_What needs to be done_. For each record that follows, write out an identical copy.

╭─ Material provided

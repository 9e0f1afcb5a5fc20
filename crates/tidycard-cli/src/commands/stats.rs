use crate::commands::{print_json, Context};
use anyhow::{Context as _, Result};
use clap::Args;
use std::path::PathBuf;
use tidycard_core::country_breakdown;
use tidycard_store::read_records;

const DEFAULT_LIMIT: usize = 10;

#[derive(Debug, Args)]
pub struct StatsArgs {
    pub input: PathBuf,
    #[arg(long, default_value_t = DEFAULT_LIMIT)]
    pub limit: usize,
}

pub fn country_stats(ctx: &Context<'_>, args: StatsArgs) -> Result<()> {
    let records = read_records(&args.input)
        .with_context(|| format!("read contacts {}", args.input.display()))?;
    let counts = country_breakdown(&records, args.limit);

    if ctx.json {
        return print_json(&counts);
    }

    println!("{} contacts", records.len());
    for entry in counts {
        println!(
            "{:<20} {:>6} ({:5.1}%)",
            entry.country, entry.count, entry.percent
        );
    }
    Ok(())
}
use crate::error::CoreError;
use std::collections::HashMap;

/// Bumped whenever the built-in table changes, so reports can say which
/// corrections were applied.
pub const BUILTIN_OVERRIDES_VERSION: u32 = 1;

const BUILTIN_OVERRIDES: [(&str, &str); 52] = [
    ("Acesarmontoya", "César Montoya"),
    ("Aalexandra", "Alexandra"),
    ("Aangie", "Angie"),
    ("Aandres", "Andrés"),
    ("Aandrés", "Andrés"),
    ("Acarlos", "Carlos"),
    ("Acarolina", "Carolina"),
    ("Acindyflórez", "Cindy Flórez"),
    ("Aclaudia", "Claudia"),
    ("Aclaudiabarca", "Claudia Barca"),
    ("Aclaudiaprieto", "Claudia Prieto"),
    ("Adanielaciro", "Daniela Ciro"),
    ("Adiana", "Diana"),
    ("Aalbertopos", "Alberto Pos"),
    ("Aandrearivera", "Andrea Rivera"),
    ("Aandresidagarra", "Andrés Idagarra"),
    ("Aangelmartínez", "Ángel Martínez"),
    ("Aanniechaljub", "Annie Chaljub"),
    ("Aanyelarivera", "Anyela Rivera"),
    ("Aastridvelasquez", "Astrid Velásquez"),
    ("Abdanielfino", "Daniel Fino"),
    ("Abelénchiraquian", "Belén Chiraquian"),
    ("Aberthaaguilar", "Bertha Aguilar"),
    ("Abrkatherinposible", "Katherine Posible"),
    ("Acamiloandres", "Camilo Andrés"),
    ("Acarloslopez", "Carlos López"),
    ("Acarlossegura", "Carlos Segura"),
    ("Acarolinapinilla", "Carolina Pinilla"),
    ("Acarolinarojas", "Carolina Rojas"),
    ("Acarolquiroga", "Carol Quiroga"),
    ("Adaisymendoza", "Daisy Mendoza"),
    ("Adamiánbarragán", "Damián Barragán"),
    ("Adanorahija", "Danora Hija"),
    ("Adianagallardo", "Diana Gallardo"),
    ("Aadam", "Adam"),
    ("Aaishaqvistagaard", "Aisha Qvistagaard"),
    ("Alexandervasquez", "Alexander Vásquez"),
    ("Alexanderabril", "Alexander Abril"),
    ("Julioguecha", "Julio Guecha"),
    ("Juliokippsy", "Julio Kippsy"),
    ("Melissamayo", "Melissa Mayo"),
    ("Posiblecamilomayorga", "Camilo Mayorga"),
    // Real names that only look corrupted.
    ("Abad", "Abad"),
    ("Abel", "Abel"),
    ("Abraham", "Abraham"),
    ("Abril", "Abril"),
    ("Ada", "Ada"),
    ("Adam", "Adam"),
    ("Adriana", "Adriana"),
    ("Adrián", "Adrián"),
    ("Ángel", "Ángel"),
    ("Ángela", "Ángela"),
];

/// Exact raw name to final cleaned name. Matching is case-sensitive and a
/// hit bypasses every other normalization stage.
#[derive(Debug, Clone, Default, PartialEq, Eq)]
pub struct OverrideTable {
    entries: HashMap<String, String>,
}

impl OverrideTable {
    pub fn new() -> Self {
        Self::default()
    }

    pub fn builtin() -> Self {
        let entries = BUILTIN_OVERRIDES
            .iter()
            .map(|(raw, cleaned)| ((*raw).to_string(), (*cleaned).to_string()))
            .collect();
        Self { entries }
    }

    /// Adds or replaces a correction. Later inserts win.
    pub fn insert(
        &mut self,
        raw: impl Into<String>,
        cleaned: impl Into<String>,
    ) -> Result<(), CoreError> {
        let raw = raw.into();
        let cleaned = cleaned.into();
        if raw.is_empty() {
            return Err(CoreError::EmptyOverrideKey);
        }
        if cleaned.trim().is_empty() {
            return Err(CoreError::EmptyOverrideValue(raw));
        }
        self.entries.insert(raw, cleaned);
        Ok(())
    }

    pub fn get(&self, raw: &str) -> Option<&str> {
        self.entries.get(raw).map(String::as_str)
    }

    pub fn len(&self) -> usize {
        self.entries.len()
    }

    pub fn is_empty(&self) -> bool {
        self.entries.is_empty()
    }
}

╰─

_Exercise response_.
repository 9e0f1afcb5a5fc20
filename crates/tidycard-cli/src/commands/stats.rs
use crate::commands::{print_json, Context};
use anyhow::{Context as _, Result};
use clap::Args;
use std::path::PathBuf;
use tidycard_core::country_breakdown;
use tidycard_store::read_records;

const DEFAULT_LIMIT: usize = 10;

#[derive(Debug, Args)]
pub struct StatsArgs {
    pub input: PathBuf,
    #[arg(long, default_value_t = DEFAULT_LIMIT)]
    pub limit: usize,
}

pub fn country_stats(ctx: &Context<'_>, args: StatsArgs) -> Result<()> {
    let records = read_records(&args.input)
        .with_context(|| format!("read contacts {}", args.input.display()))?;
    let counts = country_breakdown(&records, args.limit);

    if ctx.json {
        return print_json(&counts);
    }

    println!("{} contacts", records.len());
    for entry in counts {
        println!(
            "{:<20} {:>6} ({:5.1}%)",
            entry.country, entry.count, entry.percent
        );
    }
    Ok(())
}
use crate::error::CoreError;
use std::collections::HashMap;

/// Bumped whenever the built-in table changes, so reports can say which
/// corrections were applied.
pub const BUILTIN_OVERRIDES_VERSION: u32 = 1;

const BUILTIN_OVERRIDES: [(&str, &str); 52] = [
    ("Acesarmontoya", "César Montoya"),
    ("Aalexandra", "Alexandra"),
    ("Aangie", "Angie"),
    ("Aandres", "Andrés"),
    ("Aandrés", "Andrés"),
    ("Acarlos", "Carlos"),
    ("Acarolina", "Carolina"),
    ("Acindyflórez", "Cindy Flórez"),
    ("Aclaudia", "Claudia"),
    ("Aclaudiabarca", "Claudia Barca"),
    ("Aclaudiaprieto", "Claudia Prieto"),
    ("Adanielaciro", "Daniela Ciro"),
    ("Adiana", "Diana"),
    ("Aalbertopos", "Alberto Pos"),
    ("Aandrearivera", "Andrea Rivera"),
    ("Aandresidagarra", "Andrés Idagarra"),
    ("Aangelmartínez", "Ángel Martínez"),
    ("Aanniechaljub", "Annie Chaljub"),
    ("Aanyelarivera", "Anyela Rivera"),
    ("Aastridvelasquez", "Astrid Velásquez"),
    ("Abdanielfino", "Daniel Fino"),
    ("Abelénchiraquian", "Belén Chiraquian"),
    ("Aberthaaguilar", "Bertha Aguilar"),
    ("Abrkatherinposible", "Katherine Posible"),
    ("Acamiloandres", "Camilo Andrés"),
    ("Acarloslopez", "Carlos López"),
    ("Acarlossegura", "Carlos Segura"),
    ("Acarolinapinilla", "Carolina Pinilla"),
    ("Acarolinarojas", "Carolina Rojas"),
    ("Acarolquiroga", "Carol Quiroga"),
    ("Adaisymendoza", "Daisy Mendoza"),
    ("Adamiánbarragán", "Damián Barragán"),
    ("Adanorahija", "Danora Hija"),
    ("Adianagallardo", "Diana Gallardo"),
    ("Aadam", "Adam"),
    ("Aaishaqvistagaard", "Aisha Qvistagaard"),
    ("Alexandervasquez", "Alexander Vásquez"),
    ("Alexanderabril", "Alexander Abril"),
    ("Julioguecha", "Julio Guecha"),
    ("Juliokippsy", "Julio Kippsy"),
    ("Melissamayo", "Melissa Mayo"),
    ("Posiblecamilomayorga", "Camilo Mayorga"),
    // Real names that only look corrupted.
    ("Abad", "Abad"),
    ("Abel", "Abel"),
    ("Abraham", "Abraham"),
    ("Abril", "Abril"),
    ("Ada", "Ada"),
    ("Adam", "Adam"),
    ("Adriana", "Adriana"),
    ("Adrián", "Adrián"),
    ("Ángel", "Ángel"),
    ("Ángela", "Ángela"),
];

/// Exact raw name to final cleaned name. Matching is case-sensitive and a
/// hit bypasses every other normalization stage.
#[derive(Debug, Clone, Default, PartialEq, Eq)]
pub struct OverrideTable {
    entries: HashMap<String, String>,
}

impl OverrideTable {
    pub fn new() -> Self {
        Self::default()
    }

    pub fn builtin() -> Self {
        let entries = BUILTIN_OVERRIDES
            .iter()
            .map(|(raw, cleaned)| ((*raw).to_string(), (*cleaned).to_string()))
            .collect();
        Self { entries }
    }

    /// Adds or replaces a correction. Later inserts win.
    pub fn insert(
        &mut self,
        raw: impl Into<String>,
        cleaned: impl Into<String>,
    ) -> Result<(), CoreError> {
        let raw = raw.into();
        let cleaned = cleaned.into();
        if raw.is_empty() {
            return Err(CoreError::EmptyOverrideKey);
        }
        if cleaned.trim().is_empty() {
            return Err(CoreError::EmptyOverrideValue(raw));
        }
        self.entries.insert(raw, cleaned);
        Ok(())
    }

    pub fn get(&self, raw: &str) -> Option<&str> {
        self.entries.get(raw).map(String::as_str)
    }

    pub fn len(&self) -> usize {
        self.entries.len()
    }

    pub fn is_empty(&self) -> bool {
        self.entries.is_empty()
    }
}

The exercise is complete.